Sack wies Spekulationen zurück, dass die Bahn einen "Plan B" habe, bei dem das Börsendebüt nicht im Herbst, sondern erst im kommenden Jahr stattfinden könnte. Es gebe keinen Ausweichplan. Es werde eine Börsennotierung im Herbst angestrebt. "Der Fahrplan steht." In den kommenden Wochen würden die Details entschieden.
"Wir verschenken nichts"
Bahn-Chef Hartmut Mehdorn sagte in Berlin auf die Frage nach einer Verschiebung, falls die negative Marktentwicklung anhält: "Wir werden irgendwann ein Erstangebot machen und die Reaktion abwarten. Es ist nicht so, dass wir verkaufen müssen." Die Reaktionen auf die Vorstellung (Roadshow) seien "eigentlich sehr positiv". In der Zeitung "Die Welt" hatte Mehdorn zuvor seine Haltung bekräftigt: "Wenn ich nicht einen angemessenen Preis kriege, geht da nichts. Wir verschenken nichts."

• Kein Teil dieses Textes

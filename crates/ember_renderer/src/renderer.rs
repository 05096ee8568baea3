//! Top-level render orchestration.
//!
//! A render runs one pass per motion-blur frame. Each pass shades every pixel
//! with its antialiasing and lens samples, accumulating into a running mean.
//! Rows are independent and shaded in parallel, each with its own seeded RNG.

use std::sync::atomic::{AtomicBool, Ordering};
use std::time::Instant;

use ember_core::{Camera, FocusKind, RenderSettings, SceneDesc};
use ember_math::Vec2;
use rand::rngs::StdRng;
use rand::{RngCore, SeedableRng};
use rayon::prelude::*;

use crate::accumulator::{to_rgb8, ColorAccumulator};
use crate::pbgi::PointCloud;
use crate::progress::Progress;
use crate::sampling::{antialiasing_offsets, lens_offsets};
use crate::shading::ShadingContext;
use crate::{RenderError, RenderScene};

/// Final 8-bit RGB image, row-major from the top-left corner.
#[derive(Debug, Clone, Default, PartialEq, Eq)]
pub struct PixelBuffer {
    pub width: u32,
    pub height: u32,
    pub data: Vec<u8>,
}

impl PixelBuffer {
    /// Create a black image.
    pub fn new(width: u32, height: u32) -> Self {
        Self {
            width,
            height,
            data: vec![0; width as usize * height as usize * 3],
        }
    }

    fn offset(&self, x: u32, y: u32) -> usize {
        (y as usize * self.width as usize + x as usize) * 3
    }

    pub fn get(&self, x: u32, y: u32) -> [u8; 3] {
        let i = self.offset(x, y);
        [self.data[i], self.data[i + 1], self.data[i + 2]]
    }

    /// Iterate over pixels as RGB triples in row-major order.
    pub fn pixels(&self) -> impl Iterator<Item = [u8; 3]> + '_ {
        self.data.chunks_exact(3).map(|p| [p[0], p[1], p[2]])
    }
}

/// Result of a render that may be cancelled.
#[derive(Debug, Clone)]
pub enum RenderOutcome {
    Completed(PixelBuffer),
    /// The render was abandoned. `previous` is the last completed image.
    Cancelled { previous: Option<PixelBuffer> },
}

/// Owns the scene and settings, and renders images from a camera.
pub struct Renderer {
    scene: RenderScene,
    settings: RenderSettings,
    point_cloud: Option<PointCloud>,
    last_image: Option<PixelBuffer>,
}

impl Renderer {
    pub fn new(scene: RenderScene, settings: RenderSettings) -> Self {
        Self {
            scene,
            settings,
            point_cloud: None,
            last_image: None,
        }
    }

    /// Build the acceleration structures for `desc` and wrap them.
    pub fn from_desc(desc: &SceneDesc, settings: RenderSettings) -> Result<Self, RenderError> {
        Ok(Self::new(RenderScene::build(desc)?, settings))
    }

    pub fn scene(&self) -> &RenderScene {
        &self.scene
    }

    /// Replace the scene. The point cloud is rebuilt on the next render.
    pub fn set_scene(&mut self, scene: RenderScene) {
        self.scene = scene;
        self.invalidate_point_cloud();
    }

    pub fn settings(&self) -> &RenderSettings {
        &self.settings
    }

    /// Replace the settings, dropping the point cloud if it depends on what
    /// changed.
    pub fn set_settings(&mut self, settings: RenderSettings) {
        if settings.point_gi != self.settings.point_gi || settings.shadow != self.settings.shadow {
            self.invalidate_point_cloud();
        }
        self.settings = settings;
    }

    pub fn invalidate_point_cloud(&mut self) {
        self.point_cloud = None;
    }

    pub fn point_cloud(&self) -> Option<&PointCloud> {
        self.point_cloud.as_ref()
    }

    /// The most recent completed image.
    pub fn last_image(&self) -> Option<&PixelBuffer> {
        self.last_image.as_ref()
    }

    /// Render a full image.
    pub fn render(&mut self, camera: &Camera) -> Result<PixelBuffer, RenderError> {
        let image = self.render_frames(camera, None, &|_| {})?;
        Ok(image.unwrap_or_default())
    }

    /// Render with a cancellation flag and progress callback.
    ///
    /// The flag is checked before every motion-blur frame, not inside one,
    /// so a cancelled render still finishes the frame it is working on.
    pub fn render_with(
        &mut self,
        camera: &Camera,
        cancel: &AtomicBool,
        on_progress: &(dyn Fn(f32) + Sync),
    ) -> Result<RenderOutcome, RenderError> {
        match self.render_frames(camera, Some(cancel), on_progress)? {
            Some(image) => Ok(RenderOutcome::Completed(image)),
            None => Ok(RenderOutcome::Cancelled {
                previous: self.last_image.clone(),
            }),
        }
    }

    /// `Ok(None)` when cancelled.
    fn render_frames(
        &mut self,
        camera: &Camera,
        cancel: Option<&AtomicBool>,
        on_progress: &(dyn Fn(f32) + Sync),
    ) -> Result<Option<PixelBuffer>, RenderError> {
        let (width, height) = (camera.width, camera.height);
        if width == 0 || height == 0 {
            return Err(RenderError::EmptyImage { width, height });
        }

        let start = Instant::now();
        let seed = self.settings.seed.unwrap_or_else(rand::random);

        if self.settings.point_gi.enabled && self.point_cloud.is_none() {
            let mut rng = StdRng::seed_from_u64(seed);
            self.point_cloud = Some(PointCloud::build(&self.scene, &self.settings, &mut rng));
        }

        let frames = if self.scene.has_mobile_objects() {
            self.settings.motion_blur.frame_count.max(1)
        } else {
            1
        };
        log::info!(
            "Rendering {}x{}, {} frame(s), {} triangles",
            width,
            height,
            frames,
            self.scene.total_triangle_count()
        );

        let focus = &self.settings.focus;
        let lens = lens_offsets(focus.kind, focus.rays_per_lens, focus.aperture);
        let progress = Progress::new(frames as usize * height as usize, &self.settings.progress, on_progress);
        let mut pixels = vec![ColorAccumulator::new(); width as usize * height as usize];

        for frame in 0..frames {
            if cancel.is_some_and(|flag| flag.load(Ordering::Acquire)) {
                self.scene.reset_motion();
                log::info!("Render cancelled after {} of {} frame(s)", frame, frames);
                return Ok(None);
            }

            let ctx = ShadingContext::new(&self.scene, &self.settings)
                .with_point_cloud(self.point_cloud.as_ref());
            pixels
                .par_chunks_mut(width as usize)
                .enumerate()
                .for_each(|(y, row)| {
                    let mut rng = StdRng::seed_from_u64(row_seed(seed, frame, y as u32));
                    for (x, pixel) in row.iter_mut().enumerate() {
                        render_pixel(&ctx, camera, x as u32, y as u32, &lens, pixel, &mut rng);
                    }
                    progress.advance(1);
                });

            if frame + 1 < frames {
                self.scene.advance_motion(frames);
            }
        }
        self.scene.reset_motion();

        let mut image = PixelBuffer::new(width, height);
        for (pixel, out) in pixels.iter().zip(image.data.chunks_exact_mut(3)) {
            out.copy_from_slice(&to_rgb8(pixel.mean()));
        }

        log::info!("Render finished in {:.2?}", start.elapsed());
        self.last_image = Some(image.clone());
        Ok(Some(image))
    }
}

/// Accumulate every sample of pixel (`x`, `y`).
fn render_pixel(
    ctx: &ShadingContext<'_>,
    camera: &Camera,
    x: u32,
    y: u32,
    lens: &[Vec2],
    pixel: &mut ColorAccumulator,
    rng: &mut dyn RngCore,
) {
    let settings = ctx.settings;
    let mut offsets = antialiasing_offsets(
        settings.antialiasing.kind,
        settings.antialiasing.rays_per_pixel,
        rng,
    );
    if offsets.is_empty() {
        offsets.push(Vec2::ZERO);
    }
    let depth_of_field = settings.focus.kind != FocusKind::None;

    for offset in offsets {
        let direction = camera.direction_through(x as f32 + offset.x, y as f32 + offset.y);

        let along_view = direction.dot(camera.view);
        if depth_of_field && along_view > f32::EPSILON {
            let focal_point = camera.position + direction * (settings.focus.focal_distance / along_view);
            for lens_offset in lens {
                let origin = camera.position + camera.right * lens_offset.x + camera.up * lens_offset.y;
                pixel.add(ctx.trace(origin, focal_point - origin, rng));
            }
        } else {
            pixel.add(ctx.trace(camera.position, direction, rng));
        }
    }
}

fn row_seed(seed: u64, frame: u32, row: u32) -> u64 {
    let key = (u64::from(frame) << 32) | u64::from(row);
    seed ^ key.wrapping_add(1).wrapping_mul(0x9E37_79B9_7F4A_7C15)
}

Der für Anfang November erwartete Börsengang, bei dem 24,9 Prozent an der Verkehrssparte an den Markt kommen sollen, dürfte Schätzungen zufolge 5 bis 6 Mrd. Euro erlösen und wäre damit die größte Privatisierung seit dem Post-Börsengang Ende 2000. Der Bund erhofft sich sogar bis zu 8 Mrd. Euro. Wegen der Krise an den Finanzmärkten haben seit Anfang des Jahres aber nur zwei Unternehmen den Sprung auf das Frankfurter Börsenparkett gewagt - das lässt manche Marktteilnehmer auch zweifeln, dass die Bahn-Teilprivatisierung erfolgreich über die Bühne geht.